But here's some reality for you that'll destroy my karma.
The market naturally drives energy toward the lowest price because buyers choose the cheapest reliable option and producers must compete. Inefficient sources fade while the most cost effective ones grow. This happens automatically through supply and demand.
Many green technologies, depend on heavy subsidies and huge upfront costs. They promise clean and limitless power, but the real costs of materials, storage, and maintenance make them far more expensive than they seem. This makes them feel less like practical solutions and more like a comforting promise being sold as a cure for everything.
If your energy company could create very cheap energy it would. It would mean higher profits.
Energy (read: oil) companies don't invest in "green energy" for the same reason pharma companies don't research cures
You forget capitalism is about making money first and foremost. Ask your self if there's money in a cure for anyone in the market.
The perfect drug would cost exactly as much as a patient can produce while maintaining themselves. This is not an original or hypothetical example. Treatment is more profitable than cure.
That example is old, overused, and rarely true. For example: How many old filament lightbulbs do you see on the market today?
Many cures have made a lot of money in medicine. Iron lungs used to be expensive to maintain, but vaccines made them unnecessary.
There is plenty of fast and lasting profit in actually curing diseases.
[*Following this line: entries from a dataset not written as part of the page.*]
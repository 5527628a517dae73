//! Lunar Bridge
//!
//! Embeds a Lua 5.4 interpreter and moves values, functions and objects
//! across the boundary in both directions.
//!
//! ## Architecture
//!
//! - **Session:** owns the interpreter, its registry and globals
//! - **Marshaling:** scalars are copied; tables, functions and userdata become
//!   proxies ([`LuaTable`], [`LuaFunction`]) backed by a registry slot
//! - **Host side:** [`HostFunction`] and [`HostObject`] values enter lua as
//!   userdata whose lifetime follows the lua collector
//! - **Errors:** lua errors come back as [`BridgeError`]; host failures are
//!   raised inside lua as plain string errors that `pcall` can catch
//!
//! A session and everything attached to it is single-threaded. Proxies that
//! outlive their session fail with [`BridgeError::DanglingReference`].
//!
//! Cycles running through both runtimes (a lua table holding a host object
//! that holds the same table) are never collected.
//!
//! See examples/embed.rs for a walkthrough.

pub mod config;
pub mod error;
pub mod host;
mod marshal;
pub mod proxy;
mod reference;
pub mod session;
pub mod value;

pub use config::{LibrarySet, SessionConfig};
pub use error::{BridgeError, MarshalError};
pub use host::{HostFunction, HostObject, Namespace};
pub use proxy::{LuaFunction, LuaTable};
pub use session::{BridgeStats, Session};
pub use value::{HostObjectRef, HostValue};

pub use mlua;

/// Crate version
pub const VERSION: &str = env!("CARGO_PKG_VERSION");

#[cfg(test)]
mod tests {
    use super::*;

    #[test]
    fn version_is_set() {
        assert!(!VERSION.is_empty());
    }
}
//! Host-visible proxies for lua values
//!
//! Both proxy types hold a shared [`PersistentRef`](crate::reference::PersistentRef)
//! and own nothing else. Every operation fetches the guest value from the
//! registry, runs inside a call scope, and marshals the result back, so
//! several proxies for the same table observe each other's writes.

pub mod function;
pub mod table;

pub use function::LuaFunction;
pub use table::LuaTable;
The demand for cures is enormous, so successful cures become some of the most valuable medical products ever created.
Examples from medical history where cures were profitable: 1) polio vaccine, 2) hepatitis c antiviral, 3) small pox vaccine, 4) antibiotics, and 5) H. pylori cure for stomach ulcers.
Interesting such an old, trite example went over your head. Classic for a reason and very true imo. Filament lightbulbs were engineered to burn out regularly and require replacement, that doesn't make the point you're going for. Broad spectrum antibiotics breed resistant strains and require new formulations, especially when aggressively marketed and overprescribed because more use=more money. Again not a great example. Vaccine development has historically been funded and promoted by government as a cost-effective way of maintaining a workforce, not exactly a shining endorsement of profit motive. I'm genuinely having a hard time believing you're dumb enough to make these arguments in good faith and kinda done here
Classic move—attacking me because your argument ran out of steam.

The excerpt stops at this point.